The needs, wants, fears, experiences, projects, and dreams of our friends can frame for us new standpoints from which we can explore the significance and worth of moral values and standards. In friendship, our commitments to our friends, as such, afford us access to whole ranges of experiences beyond our own (Friedman, 1993:197).

2.3 The study of friendship offers a useful counterpoint to those accounts of contemporary social forms which interpret transformations to familial and communal structures as a loss of normative standpoints and the source of moral and social decline (Davies et al., 1993).

The Significance of Friendship

3.1 It is often proposed that there is something distinctive about friendship that places it apart from the values, expectations, and responsibilities that define familial and sexual relationships. For this reason, studying friendship allows us to move beyond a privileging of family and sexual partnerships - the primary objects of research into the character of post-traditional intimacy - so that we may consider the nature of wider social networks and communities. However, the ways in which we think about friendship are also tied to how we think about couple and family relationships as friendship is practised alongside and across all of our other relationships. Sets of personal relationships derive their meaning from the very relations within which they are embedded. Therefore, in order to consider, for instance what being a best friend means we also may need to know what being a sibling or lover means.

3.2 One issue that is encountered in trying to study the role and meaning of friendship is its definitional ambiguity. In general, these bonds are described as informal, chosen, non-institutionalised, and egalitarian. It is, however, also a relational term rather than a categorical one and as such is defined through emergent properties rather than externally imposed criteria, as is the case with categories such as work mate or neighbour (Adams and Allan, 1998). Thus, a process-oriented model which appreciates the working out of an understanding between the individuals involved is a useful approach to employ[7]. In this study narrative interviews were used to elicit this ‘working out’ of what friends are.

3.3 After largely being ignored the study of friendship has recently received increased scholarly attention. This has been prompted by the suggestion that transforming social structures have resulted in, and continue to move towards, a social formation in which friendships, disclosure and intimacy play increasing importance in the lives of individuals (Jamieson, 1997). The loosening and reconstitution of traditional ties, such as kinship, which historically operated to structure and organise individual lives has been considered from two different positions. The first response proposes that because traditional ties have been lost, greater levels of uncertainty, as well as, choice in how to organise one’s relationships constitute modern life. Writing in the tradition of Georg Simmel these theorists argue that unlike the social bonds characteristic of traditional communities, modern social conditions prevent or inhibit deep and meaningful connections with others making true friends difficult to make and keep. From this point of view ‘the present age is one of great superficiality, of networking and filo-faxing, of contrived forename mateyness at work and gushy luvvies calling each other darling’ (Pahl, 2000:68-69).
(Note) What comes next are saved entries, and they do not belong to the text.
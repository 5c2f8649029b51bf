//! Azure OpenAI adapter

use async_trait::async_trait;
use std::time::Duration;

use super::{build_http_client, chat_completion_text, chat_messages, join_url, send_json, LlmProvider};
use crate::core::config::AzureConfig;
use crate::core::errors::Result;
use crate::core::models::Prompt;

#[derive(Debug, Clone)]
pub struct AzureProvider {
    client: reqwest::Client,
    config: AzureConfig,
}

impl AzureProvider {
    pub fn new(config: AzureConfig, timeout: Duration) -> Result<Self> {
        Ok(Self {
            client: build_http_client(timeout)?,
            config,
        })
    }

    fn url(&self) -> String {
        let path = format!(
            "openai/deployments/{}/chat/completions?api-version={}",
            self.config.deployment_name, self.config.api_version
        );
        join_url(&self.config.endpoint, &path)
    }
}

#[async_trait]
impl LlmProvider for AzureProvider {
    fn name(&self) -> &str {
        "azure"
    }

    fn model(&self) -> &str {
        &self.config.deployment_name
    }

    async fn complete(&self, prompt: &Prompt) -> Result<String> {
        let mut body = serde_json::json!({
            "temperature": self.config.temperature,
            "messages": chat_messages(prompt),
        });
        if let Some(max_tokens) = self.config.max_tokens {
            body["max_tokens"] = serde_json::json!(max_tokens);
        }

        let request = self
            .client
            .post(self.url())
            .header("api-key", &self.config.api_key)
            .json(&body);

        let json = send_json(self.name(), request).await?;
        chat_completion_text(&json)
    }
}
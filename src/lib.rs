//! EPUB Translator - translate e-books chapter by chapter with large language models
//!
//! This library reads an EPUB, sends each chapter body to an LLM provider
//! (OpenAI, Azure OpenAI, Gemini or a local Ollama server) and writes a new
//! EPUB with the translated chapters, checkpointing progress after every
//! chapter so an interrupted run can be resumed.

#![forbid(unsafe_code)]

pub mod cli;
pub mod core;
pub mod processors;

// Re-export key types for convenience
pub use crate::core::{
    client::{AsyncTranslator, RetryPolicy},
    config::AppConfig,
    errors::{Result, TranslationError},
    models::{ProviderKind, TranslationRequest, TranslationResult},
    progress::ProgressStore,
    providers::{create_provider, LlmProvider},
};

pub use crate::processors::{
    book::{Chapter, EpubBook},
    epub::{EpubProcessor, TranslateOptions, TranslationSummary},
};

/// Library version
pub const VERSION: &str = env!("CARGO_PKG_VERSION");

/// Library name
pub const NAME: &str = env!("CARGO_PKG_NAME");
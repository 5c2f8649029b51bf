//! XHTML helpers for chapter documents

use regex::Regex;
use scraper::{Html, Selector};
use std::sync::OnceLock;

/// Titles longer than this are assumed to be body text
const MAX_TITLE_CHARS: usize = 100;

/// Characters shown by `show-chapters --detailed`
pub const PREVIEW_CHARS: usize = 250;

fn body_open() -> &'static Regex {
    static RE: OnceLock<Regex> = OnceLock::new();
    RE.get_or_init(|| Regex::new(r"(?is)<body\b[^>]*>").expect("valid body regex"))
}

fn body_close() -> &'static Regex {
    static RE: OnceLock<Regex> = OnceLock::new();
    RE.get_or_init(|| Regex::new(r"(?i)</body\s*>").expect("valid body regex"))
}

fn blank_lines() -> &'static Regex {
    static RE: OnceLock<Regex> = OnceLock::new();
    RE.get_or_init(|| Regex::new(r"\n\s*\n+").expect("valid whitespace regex"))
}

fn heading_selector() -> &'static Selector {
    static SEL: OnceLock<Selector> = OnceLock::new();
    SEL.get_or_init(|| Selector::parse("h1, h2, h3, title").expect("valid heading selector"))
}

fn body_selector() -> &'static Selector {
    static SEL: OnceLock<Selector> = OnceLock::new();
    SEL.get_or_init(|| Selector::parse("body").expect("valid body selector"))
}

/// A document cut around the contents of its `<body>` element.
///
/// `head` ends with the opening body tag and `tail` starts with the closing
/// one, so `head + body + tail` is always the original document.
#[derive(Debug, Clone, Copy, PartialEq, Eq)]
pub struct DocumentParts<'a> {
    pub head: &'a str,
    pub body: &'a str,
    pub tail: &'a str,
}

impl DocumentParts<'_> {
    /// Rebuild the document around a new body
    pub fn with_body(&self, body: &str) -> String {
        let mut out = String::with_capacity(self.head.len() + body.len() + self.tail.len());
        out.push_str(self.head);
        out.push_str(body);
        out.push_str(self.tail);
        out
    }
}

/// Split a document into head, body and tail.
///
/// Fragments without a `<body>` tag are treated as all body.
pub fn split_body(document: &str) -> DocumentParts<'_> {
    let Some(open) = body_open().find(document) else {
        return DocumentParts {
            head: "",
            body: document,
            tail: "",
        };
    };

    let close = body_close()
        .find_iter(&document[open.end()..])
        .last()
        .map(|m| open.end() + m.start())
        .unwrap_or(document.len());

    DocumentParts {
        head: &document[..open.end()],
        body: &document[open.end()..close],
        tail: &document[close..],
    }
}

/// First short `h1`/`h2`/`h3`/`title` text in document order
pub fn extract_title(document: &str) -> Option<String> {
    let html = Html::parse_document(document);
    html.select(heading_selector())
        .map(|el| collapse_whitespace(&el.text().collect::<String>()))
        .find(|title| !title.is_empty())
        .filter(|title| title.chars().count() < MAX_TITLE_CHARS)
}

/// Visible text of the body, or of the whole document when it has none
pub fn plain_text(document: &str) -> String {
    let html = Html::parse_document(document);
    let text: String = match html.select(body_selector()).next() {
        Some(body) => body.text().collect(),
        None => html.root_element().text().collect(),
    };
    text.trim().to_string()
}

/// Opening characters of the chapter text with blank lines squeezed
pub fn preview(document: &str, max_chars: usize) -> String {
    let text = plain_text(document);
    let head: String = text.chars().take(max_chars).collect();
    blank_lines().replace_all(&head, "\n").trim().to_string()
}

fn collapse_whitespace(text: &str) -> String {
    text.split_whitespace().collect::<Vec<_>>().join(" ")
}

#[cfg(test)]
mod tests {
    use super::*;

    const DOC: &str = r#"<?xml version="1.0" encoding="utf-8"?>
<html xmlns="http://www.w3.org/1999/xhtml">
<head><title>Head Title</title></head>
<body class="chapter">
<h1>  The
 Beginning </h1>
<p>It was a <em>dark</em> night.</p>


<p>Second paragraph.</p>
</body>
</html>"#;

    #[test]
    fn test_split_body_is_lossless() {
        let parts = split_body(DOC);
        assert!(parts.head.ends_with(r#"<body class="chapter">"#));
        assert!(parts.body.contains("<h1>"));
        assert!(parts.tail.starts_with("</body>"));
        assert_eq!(parts.with_body(parts.body), DOC);
    }

    #[test]
    fn test_split_without_body_tag() {
        let parts = split_body("<p>fragment</p>");
        assert_eq!(parts.head, "");
        assert_eq!(parts.body, "<p>fragment</p>");
        assert_eq!(parts.tail, "");
    }

    #[test]
    fn test_title_prefers_first_heading_in_document_order() {
        // <title> in <head> comes first in document order
        assert_eq!(extract_title(DOC).as_deref(), Some("Head Title"));

        let no_head = "<html><body><h2>Part Two</h2><p>x</p></body></html>";
        assert_eq!(extract_title(no_head).as_deref(), Some("Part Two"));
    }

    #[test]
    fn test_long_or_missing_title_is_rejected() {
        let long = format!("<html><body><h1>{}</h1></body></html>", "word ".repeat(40));
        assert_eq!(extract_title(&long), None);
        assert_eq!(extract_title("<html><body><p>text</p></body></html>"), None);
    }

    #[test]
    fn test_plain_text_and_preview() {
        let text = plain_text(DOC);
        assert!(text.starts_with("The"));
        assert!(!text.contains("Head Title"));
        assert!(text.contains("It was a dark night."));

        let short = preview(DOC, 40);
        assert!(short.chars().count() <= 40);
        assert!(!short.contains("\n\n"));
    }
}
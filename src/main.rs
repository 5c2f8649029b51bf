//! Main entry point for the EPUB translator CLI

#![forbid(unsafe_code)]

use clap::Parser;
use dotenvy::dotenv;
use std::process::ExitCode;
use tracing_subscriber::{layer::SubscriberExt, util::SubscriberInitExt, EnvFilter};

use epub_translator::cli::commands::{self, Commands};

/// Translate EPUB books chapter by chapter with OpenAI, Azure OpenAI, Gemini or Ollama
#[derive(Parser, Debug)]
#[command(name = "epub-translator", version, about, long_about = None)]
struct Args {
    /// Enable verbose logging
    #[arg(short, long, global = true)]
    verbose: bool,

    #[command(subcommand)]
    command: Commands,
}

#[tokio::main]
async fn main() -> ExitCode {
    // Load environment variables
    dotenv().ok();

    let args = Args::parse();

    // RUST_LOG takes precedence over --verbose
    let level = if args.verbose { "debug" } else { "info" };
    tracing_subscriber::registry()
        .with(
            EnvFilter::try_from_default_env()
                .unwrap_or_else(|_| format!("epub_translator={}", level).into()),
        )
        .with(tracing_subscriber::fmt::layer().with_writer(std::io::stderr))
        .init();

    let result = match args.command {
        Commands::ShowChapters { input, detailed } => {
            commands::handle_show_chapters(input, detailed).await
        }
        Commands::Translate(translate) => commands::handle_translate(translate).await,
    };

    match result {
        Ok(()) => ExitCode::SUCCESS,
        Err(e) => {
            eprintln!("❌ {:#}", e);
            ExitCode::FAILURE
        }
    }
}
3.4 In contrast to this position it has been argued that it is because social forms have become more fluid that friendships are becoming more important and central to people’s lives as a source of continuity. This is particularly relevant for the contention that within late modern social forms processes of individualisation require individuals to reflexively organise their own self narratives rather than rely upon ones shaped through existing relations of gender, class, or race (Giddens, 1991; Beck, 1992). As Pahl (2000:69) states ‘sometimes the only continuity for increasingly reflexive people is provided by their friends’ and that because so many aspects of one’s life may be transitory (jobs, marriages) ‘men and women may come to rely on their friends to provide support and confirmation of their enduring identities’ (Pahl, 2000:69). This link to identity is an essential social fact of late modernity: 'as people focus more and more on sustaining and maintaining distinctive identities that are not formally provided by family or employment, so the social meaning of friendship will continue to increase in salience’.(Pahl, 1998:115).

3.5 In the analysis that follows the ways in which interviewees narrated their personal relationships will be examined, with particular attention given to how the relation of friendship was utilised as a reference point to define and demarcate the definitional boundaries of other types of relationship and to explain their significance.
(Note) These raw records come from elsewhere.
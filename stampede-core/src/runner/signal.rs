use std::sync::atomic::{AtomicBool, Ordering};

use tokio::sync::Notify;

/// One-shot broadcast flag. Once fired it stays fired.
#[derive(Debug, Default)]
pub struct Signal {
    fired: AtomicBool,
    notify: Notify,
}

impl Signal {
    pub fn new() -> Self {
        Self::default()
    }

    pub fn fire(&self) {
        self.fired.store(true, Ordering::Release);
        self.notify.notify_waiters();
    }

    pub fn is_fired(&self) -> bool {
        self.fired.load(Ordering::Acquire)
    }

    pub async fn wait(&self) {
        loop {
            // Register before checking the flag so a concurrent `fire` is not missed.
            let notified = self.notify.notified();
            if self.is_fired() {
                return;
            }
            notified.await;
        }
    }
}
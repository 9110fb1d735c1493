use std::collections::HashMap;
use std::net::SocketAddr;
use std::sync::Arc;
use std::sync::atomic::{AtomicU64, Ordering};

use axum::extract::{Path, Query, State};
use axum::http::{HeaderMap, StatusCode};
use axum::response::{IntoResponse, Response};
use axum::routing::{get, post};
use axum::{Form, Json, Router};
use serde::{Deserialize, Serialize};
use tokio::net::TcpListener;
use tokio::sync::oneshot;
use tokio::time::{Duration, sleep};

pub const PATH_TOKEN: &str = "/authorizationprovider/connect/token";
pub const PATH_NODES: &str = "/topologymanagement/api/v6/nodes";
pub const PATH_LIVENESS: &str = "/liveness";
pub const PATH_SLOW: &str = "/slow";
pub const PATH_STATUS: &str = "/status/{code}";

pub const DEFAULT_CLIENT_ID: &str = "stampede";
pub const DEFAULT_CLIENT_SECRET: &str = "stampede-secret";

const TOKEN_PREFIX: &str = "token-";

#[derive(Debug, Clone)]
pub struct TestServerConfig {
    /// Accepted `(client_id, client_secret)` pairs.
    pub clients: Vec<(String, String)>,
    pub token_expires_in: u64,
    /// Artificial latency of the nodes endpoint.
    pub nodes_delay: Duration,
}

impl Default for TestServerConfig {
    fn default() -> Self {
        Self {
            clients: vec![(
                DEFAULT_CLIENT_ID.to_string(),
                DEFAULT_CLIENT_SECRET.to_string(),
            )],
            token_expires_in: 3600,
            nodes_delay: Duration::ZERO,
        }
    }
}

#[derive(Debug, Clone, Default)]
pub struct TestServerStats {
    requests_total: Arc<AtomicU64>,
    tokens_issued: Arc<AtomicU64>,
    tokens_rejected: Arc<AtomicU64>,
    nodes_authorized: Arc<AtomicU64>,
    nodes_unauthorized: Arc<AtomicU64>,
}

impl TestServerStats {
    fn inc(counter: &AtomicU64) {
        counter.fetch_add(1, Ordering::Relaxed);
    }

    pub fn requests_total(&self) -> u64 {
        self.requests_total.load(Ordering::Relaxed)
    }

    pub fn tokens_issued(&self) -> u64 {
        self.tokens_issued.load(Ordering::Relaxed)
    }

    pub fn tokens_rejected(&self) -> u64 {
        self.tokens_rejected.load(Ordering::Relaxed)
    }

    pub fn nodes_authorized(&self) -> u64 {
        self.nodes_authorized.load(Ordering::Relaxed)
    }

    pub fn nodes_unauthorized(&self) -> u64 {
        self.nodes_unauthorized.load(Ordering::Relaxed)
    }
}

#[derive(Debug, Clone)]
pub struct TestServerUrls {
    pub base_url: String,
    pub token: String,
    pub nodes: String,
    pub liveness: String,
    pub slow: String,
}

impl TestServerUrls {
    pub fn new(base_url: String) -> Self {
        Self {
            token: format!("{base_url}{PATH_TOKEN}"),
            nodes: format!("{base_url}{PATH_NODES}"),
            liveness: format!("{base_url}{PATH_LIVENESS}"),
            slow: format!("{base_url}{PATH_SLOW}"),
            base_url,
        }
    }

    pub fn status(&self, code: u16) -> String {
        format!("{}/status/{code}", self.base_url)
    }
}

#[derive(Clone)]
struct AppState {
    config: Arc<TestServerConfig>,
    stats: TestServerStats,
}

#[derive(Debug, Deserialize)]
struct TokenForm {
    grant_type: String,
    client_id: String,
    client_secret: String,
    #[serde(default)]
    response_type: Option<String>,
}

#[derive(Debug, Serialize)]
struct TokenResponse {
    access_token: String,
    expires_in: u64,
    token_type: &'static str,
}

#[derive(Debug, Serialize)]
struct Node {
    id: u64,
    name: String,
    topology: String,
}

async fn handle_token(State(state): State<AppState>, Form(form): Form<TokenForm>) -> Response {
    TestServerStats::inc(&state.stats.requests_total);

    let known = state
        .config
        .clients
        .iter()
        .any(|(id, secret)| *id == form.client_id && *secret == form.client_secret);

    if form.grant_type != "client_credentials"
        || form.response_type.as_deref().is_some_and(|t| t != "token")
    {
        TestServerStats::inc(&state.stats.tokens_rejected);
        return (StatusCode::BAD_REQUEST, "unsupported grant").into_response();
    }
    if !known {
        TestServerStats::inc(&state.stats.tokens_rejected);
        return (StatusCode::UNAUTHORIZED, "invalid client").into_response();
    }

    TestServerStats::inc(&state.stats.tokens_issued);
    Json(TokenResponse {
        access_token: format!("{TOKEN_PREFIX}{}", form.client_id),
        expires_in: state.config.token_expires_in,
        token_type: "Bearer",
    })
    .into_response()
}

fn bearer_is_valid(config: &TestServerConfig, headers: &HeaderMap) -> bool {
    let Some(token) = headers
        .get("authorization")
        .and_then(|v| v.to_str().ok())
        .and_then(|v| v.strip_prefix("Bearer "))
    else {
        return false;
    };

    token
        .strip_prefix(TOKEN_PREFIX)
        .is_some_and(|id| config.clients.iter().any(|(known, _)| known == id))
}

async fn handle_nodes(
    State(state): State<AppState>,
    headers: HeaderMap,
    Query(query): Query<HashMap<String, String>>,
) -> Response {
    TestServerStats::inc(&state.stats.requests_total);

    if !bearer_is_valid(&state.config, &headers) {
        TestServerStats::inc(&state.stats.nodes_unauthorized);
        return StatusCode::UNAUTHORIZED.into_response();
    }
    TestServerStats::inc(&state.stats.nodes_authorized);

    if !state.config.nodes_delay.is_zero() {
        sleep(state.config.nodes_delay).await;
    }

    let topology = query
        .get("topologies")
        .cloned()
        .unwrap_or_else(|| "0".to_string());
    let nodes: Vec<Node> = (1..=3)
        .map(|id| Node {
            id,
            name: format!("node-{id}"),
            topology: topology.clone(),
        })
        .collect();

    Json(nodes).into_response()
}

async fn handle_liveness(State(state): State<AppState>) -> &'static str {
    TestServerStats::inc(&state.stats.requests_total);
    "Healthy"
}

async fn handle_slow(State(state): State<AppState>) -> &'static str {
    TestServerStats::inc(&state.stats.requests_total);
    sleep(Duration::from_millis(50)).await;
    "slow"
}

async fn handle_status(State(state): State<AppState>, Path(code): Path<u16>) -> StatusCode {
    TestServerStats::inc(&state.stats.requests_total);
    StatusCode::from_u16(code).unwrap_or(StatusCode::BAD_REQUEST)
}

pub fn router(config: TestServerConfig, stats: TestServerStats) -> Router {
    let state = AppState {
        config: Arc::new(config),
        stats,
    };

    Router::new()
        .route(PATH_TOKEN, post(handle_token))
        .route(PATH_NODES, get(handle_nodes))
        .route(PATH_LIVENESS, get(handle_liveness))
        .route(PATH_SLOW, get(handle_slow))
        .route(PATH_STATUS, get(handle_status))
        .with_state(state)
}

pub struct TestServer {
    addr: SocketAddr,
    urls: TestServerUrls,
    stats: TestServerStats,
    shutdown_tx: Option<oneshot::Sender<()>>,
    task: Option<tokio::task::JoinHandle<()>>,
}

impl TestServer {
    pub async fn start() -> std::io::Result<Self> {
        Self::start_with(TestServerConfig::default()).await
    }

    pub async fn start_with(config: TestServerConfig) -> std::io::Result<Self> {
        let listener = TcpListener::bind("127.0.0.1:0").await?;
        let addr = listener.local_addr()?;

        let stats = TestServerStats::default();
        let app = router(config, stats.clone());

        let (shutdown_tx, shutdown_rx) = oneshot::channel::<()>();
        let task = tokio::spawn(async move {
            let serve = axum::serve(listener, app).with_graceful_shutdown(async move {
                let _ = shutdown_rx.await;
            });
            let _ = serve.await;
        });

        Ok(Self {
            addr,
            urls: TestServerUrls::new(format!("http://{addr}")),
            stats,
            shutdown_tx: Some(shutdown_tx),
            task: Some(task),
        })
    }

    pub fn addr(&self) -> SocketAddr {
        self.addr
    }

    pub fn base_url(&self) -> &str {
        &self.urls.base_url
    }

    pub fn urls(&self) -> &TestServerUrls {
        &self.urls
    }

    pub fn stats(&self) -> &TestServerStats {
        &self.stats
    }

    pub async fn shutdown(mut self) {
        if let Some(tx) = self.shutdown_tx.take() {
            let _ = tx.send(());
        }

        if let Some(task) = self.task.take() {
            let _ = task.await;
        }
    }
}

impl Drop for TestServer {
    fn drop(&mut self) {
        if self.shutdown_tx.is_some()
            && let Some(task) = self.task.take()
        {
            task.abort();
        }
    }
}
Narrating Post-Traditional Intimacy

Sexual Partners

4.1 One of the contradictions of post-traditional intimacy is that a variety of relationships are being re-ordered through the tension produced by the pursuit an individualised identity while also having to manage a longing for a meaningful connection (Bawin-Legros, 2004). Within the study of post-traditional intimacy this tension has largely translated into a concern for what it means to be in a sexual/couple relationship (Beck and Beck-Gernsheim, 1995; Giddens, 1992). What it means to not be in a couple or to seek care, intimacy and belonging in other relations, however, is a question that has not been asked often enough. The concern in the analysis undertaken here, therefore, was with how intimacy is practised outside of what we conventionally know or assume to be ‘the couple’. Not everyone is part of a couple and many people who are may organise their relationship in ways that challenge dominant assumptions regarding the role and meaning of such a bond. When interviewing people about their emotional lives they often expressed a fundamental desire for intimacy, for disclosure, for honesty, for a durable bond – in short an affirmative space for self and another, or self and several others. For many of our respondents the place, however, to look for this was within the realm of friendship which for many constituted a more realistic and reliable spaces within which to give and receive care, and to share intimacy.
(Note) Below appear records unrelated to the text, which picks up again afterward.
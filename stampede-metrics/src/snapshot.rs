use hdrhistogram::Histogram;
use std::sync::Arc;

use crate::metrics::{MetricKind, TREND_SCALE, TrendState};

#[derive(Debug, Clone, Copy, PartialEq)]
pub struct CounterSummary {
    pub total: f64,
    /// Number of `add` calls, regardless of the added value.
    pub samples: u64,
}

#[derive(Debug, Clone)]
pub struct TrendSummary {
    count: u64,
    sum: f64,
    min: f64,
    max: f64,
    histogram: Histogram<u64>,
}

impl TrendSummary {
    pub(crate) fn from_state(state: TrendState) -> Self {
        Self {
            count: state.count,
            sum: state.sum,
            min: state.min,
            max: state.max,
            histogram: state.histogram,
        }
    }

    #[must_use]
    pub fn count(&self) -> u64 {
        self.count
    }

    #[must_use]
    pub fn sum(&self) -> f64 {
        self.sum
    }

    #[must_use]
    pub fn avg(&self) -> Option<f64> {
        (self.count > 0).then(|| self.sum / self.count as f64)
    }

    #[must_use]
    pub fn min(&self) -> Option<f64> {
        (self.count > 0).then_some(self.min)
    }

    #[must_use]
    pub fn max(&self) -> Option<f64> {
        (self.count > 0).then_some(self.max)
    }

    /// Nearest-rank percentile, `p` in `0..=100`.
    ///
    /// Returns `None` with no samples or when `p` is out of range. The result is within
    /// [`crate::PERCENTILE_RELATIVE_ERROR`] of the sample at that rank and never leaves
    /// the observed `min..=max` range.
    #[must_use]
    pub fn percentile(&self, p: f64) -> Option<f64> {
        if self.count == 0 || !(0.0..=100.0).contains(&p) {
            return None;
        }

        // Guard against `0.95 * 100.0` landing a hair above an integer rank.
        let rank = ((p / 100.0) * self.count as f64 - 1e-9).ceil().max(1.0) as u64;

        let mut seen = 0u64;
        for v in self.histogram.iter_recorded() {
            seen += v.count_at_value();
            if seen >= rank {
                let value = v.value_iterated_to() as f64 / TREND_SCALE;
                return Some(value.clamp(self.min, self.max));
            }
        }
        Some(self.max)
    }
}

#[derive(Debug, Clone)]
pub enum MetricValues {
    Counter(CounterSummary),
    Trend(TrendSummary),
}

impl MetricValues {
    #[must_use]
    pub fn kind(&self) -> MetricKind {
        match self {
            Self::Counter(_) => MetricKind::Counter,
            Self::Trend(_) => MetricKind::Trend,
        }
    }
}

#[derive(Debug, Clone)]
pub struct MetricSummary {
    pub name: Arc<str>,
    pub kind: MetricKind,
    pub values: MetricValues,
}

/// Immutable view of a [`crate::Registry`] at one instant.
#[derive(Debug, Clone, Default)]
pub struct MetricsSnapshot {
    metrics: Vec<MetricSummary>,
}

impl MetricsSnapshot {
    pub(crate) fn new(metrics: Vec<MetricSummary>) -> Self {
        Self { metrics }
    }

    #[must_use]
    pub fn get(&self, name: &str) -> Option<&MetricSummary> {
        self.metrics.iter().find(|m| m.name.as_ref() == name)
    }

    #[must_use]
    pub fn counter(&self, name: &str) -> Option<&CounterSummary> {
        match &self.get(name)?.values {
            MetricValues::Counter(c) => Some(c),
            MetricValues::Trend(_) => None,
        }
    }

    #[must_use]
    pub fn trend(&self, name: &str) -> Option<&TrendSummary> {
        match &self.get(name)?.values {
            MetricValues::Trend(t) => Some(t),
            MetricValues::Counter(_) => None,
        }
    }

    pub fn iter(&self) -> impl Iterator<Item = &MetricSummary> {
        self.metrics.iter()
    }

    #[must_use]
    pub fn len(&self) -> usize {
        self.metrics.len()
    }

    #[must_use]
    pub fn is_empty(&self) -> bool {
        self.metrics.is_empty()
    }
}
4.2 The placing of friendships alongside partners raises some interesting concerns. When someone says about their closest friends, ‘I’ll love them forever’, or ‘They will always be there for me’, is this the same expression of desire for endurance that is sought in the context of a sexual/love relationship? Do the contradictory binaries of autonomy and affiliation which proponents of reflexive modernisation use to describe intimacy describe the dynamics of friendship ties as well? If saying to a partner, ‘I’ll love you forever’ actually means, ‘I’ll love you until I’ve had enough’, what does it mean when it is said to a best friend? Such questions require a consideration of the sets of values, meanings and practices that constitute different forms of post traditional intimacy and their link to the enactment of commitment, responsibility and obligation within daily lives and the realm of personal communities.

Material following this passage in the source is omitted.